# How to calculate work done by forces on a block moving up a wall?

• AznBoi
In summary, the problem is about a 5kg block being pushed 3m up a vertical wall with constant speed by a force of magnitude F at an angle of 30 degrees with the horizontal. The work done by F is 208 N. The work done by the force of gravity is -58.8 J. The normal force between the block and wall is 0 N. The gravitational potential energy increases by 58.8 J during this motion. The angle between the force and displacement for finding the work done by the force is 60 degrees.
AznBoi
Okay I kind of get this problem but not completey. Please see if I'm going in the right direction and guide me through it. Thanks!

Here is the Problem: A 5kg block is pushed 3m up a vertical wall with constant speed by a constant force of magnitude F applied at an angle of theta=30 degrees with the horizontal. If the coefficient of kinetic friction between block and wall is 0.30, determine the work done by a) F, b) the force of gravity, and c) the normal force between block and wall. d) By how much does the gravitational potential energy increase during this motion?

Here is my work:
First of all I solved for the F force and I got 208 N
So then do I have to plug the force into the equation: W=Fcos(theta)(displacement) ??

Then it would be: 208cos30(3m) right??

For b) you need to find the work force of gravity.
So, W=(9.8m/s^2)cos180(3m)??

for c) normal force between block and wall.
would it be zero?? because the block moves upward and the normal force would be perpendicular to the displacement.

for d) How do you find how much the gravitational potential energy increases by? Do you use Usubi+Ksubi=Usubf+Usuf

You have a problem with the angle. Potential energy increase is the same as always. Your equation is fine.

What do you mean I have a problem with the angle?? Are all of the problems that I attempted right?

I think he is talking about the work done by the force. 30 degrees is not the angle you should use, if I am understanding this problem correctly.

It is only the component of the force in the direction of the motion that is doing any work.

Dorothy

I think 30 degrees is the angle that you need to use for the Fore F because it is being applied diagonally 30 degrees from the horizontal upwards.

Just a suggestion, but a closer look at the definition of the angle in that particular formula would be a good idea. Hint: It's the angle between two vectors.

Dorothy

oh so if the angle is 30 degrees from the horizontal. and the displacement is 90 degrees. would it be 90-30=60 degrees?

That's right.

would this be right??

For b) you need to find the work force of gravity.
So, W=(9.8m/s^2)cos180(3m)??

because the force of gravity acts downards and the displacement is upwards so it would be cos180 right?

Yes, that's right.

## What is work done by forces?

Work done by forces is the measure of the energy transferred to an object by a force, resulting in a displacement of the object in the direction of the force.

## How is work done calculated?

Work done is calculated by multiplying the magnitude of the force applied by the displacement of the object in the direction of the force. The formula is: W = F x d, where W is work done, F is force, and d is displacement.

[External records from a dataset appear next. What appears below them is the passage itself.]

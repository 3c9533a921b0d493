use crate::Float;
use crate::math::sqr;
use super::{SampledSpectrum, SampledWavelengths};

/// Integral of the luminance matching function over the visible range.
pub const CIE_Y_INTEGRAL: Float = 106.856895;

// Piecewise gaussian with a different spread on each side of the mean.
fn lobe(lambda: Float, mu: Float, sigma_lo: Float, sigma_hi: Float) -> Float {
    let sigma = if lambda < mu { sigma_lo } else { sigma_hi };
    (-0.5 * sqr((lambda - mu) / sigma)).exp()
}

/// Multi-lobe fit of the CIE 1931 `x̄` matching function, `lambda` in nm.
pub fn cie_x(lambda: Float) -> Float {
    1.056 * lobe(lambda, 599.8, 37.9, 31.0)
        + 0.362 * lobe(lambda, 442.0, 16.0, 26.7)
        - 0.065 * lobe(lambda, 501.1, 20.4, 26.2)
}

pub fn cie_y(lambda: Float) -> Float {
    0.821 * lobe(lambda, 568.8, 46.9, 40.5) + 0.286 * lobe(lambda, 530.9, 16.3, 31.1)
}

pub fn cie_z(lambda: Float) -> Float {
    1.217 * lobe(lambda, 437.0, 11.8, 36.0) + 0.681 * lobe(lambda, 459.0, 26.0, 13.8)
}

fn matching(lambda: &SampledWavelengths, cmf: fn(Float) -> Float) -> SampledSpectrum {
    SampledSpectrum::new_with(|i| cmf(lambda.lambda(i)))
}

/// Monte Carlo estimate of the XYZ tristimulus values of `l`, sampled at `lambda`.
pub fn to_xyz(l: SampledSpectrum, lambda: &SampledWavelengths) -> [Float; 3] {
    let pdf = lambda.pdf();
    let est = |cmf: fn(Float) -> Float| (matching(lambda, cmf) * l).safe_div(pdf).average() / CIE_Y_INTEGRAL;
    [est(cie_x), est(cie_y), est(cie_z)]
}

/// Luminance of `l`, the `Y` component of [`to_xyz`].
pub fn y(l: SampledSpectrum, lambda: &SampledWavelengths) -> Float {
    (matching(lambda, cie_y) * l).safe_div(lambda.pdf()).average() / CIE_Y_INTEGRAL
}

pub fn to_rgb(l: SampledSpectrum, lambda: &SampledWavelengths) -> [Float; 3] {
    xyz_to_rgb(to_xyz(l, lambda))
}

/// Linear sRGB primaries, D65 white.
#[allow(clippy::excessive_precision)]
pub fn xyz_to_rgb(xyz: [Float; 3]) -> [Float; 3] {
    let mut rgb = [0.0; 3];
    rgb[0] = 3.240479 * xyz[0] - 1.537150 * xyz[1] - 0.498535 * xyz[2];
    rgb[1] = -0.969256 * xyz[0] + 1.875991 * xyz[1] + 0.041556 * xyz[2];
    rgb[2] = 0.055648 * xyz[0] - 0.204043 * xyz[1] + 1.057311 * xyz[2];
    rgb
}

pub fn gamma_correct(v: Float) -> Float {
    if v <= 0.0031308 {
        12.92 * v
    } else {
        1.055 * v.powf(1.0 / 2.4) - 0.055
    }
}

pub fn rgb_to_srgb8(rgb: [Float; 3]) -> [u8; 3] {
    let enc = |v: Float| (gamma_correct(v.clamp(0.0, 1.0)) * 255.0 + 0.5).clamp(0.0, 255.0) as u8;
    [enc(rgb[0]), enc(rgb[1]), enc(rgb[2])]
}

## What are the units of work done?

The units of work done are joules (J) in the International System of Units (SI). However, work can also be expressed in other units such as foot-pounds (ft-lb) or calories (cal).

## Can work be negative?

Yes, work can be negative. This occurs when the force and displacement are in opposite directions, resulting in a decrease in the object's energy. Negative work is often associated with friction or other forms of resistance.

## What are some real-life examples of work done by forces?

Some examples of work done by forces include lifting a book, pushing a shopping cart, or pulling a suitcase. Work is also done when a car accelerates, when a rocket launches, or when a crane lifts heavy objects.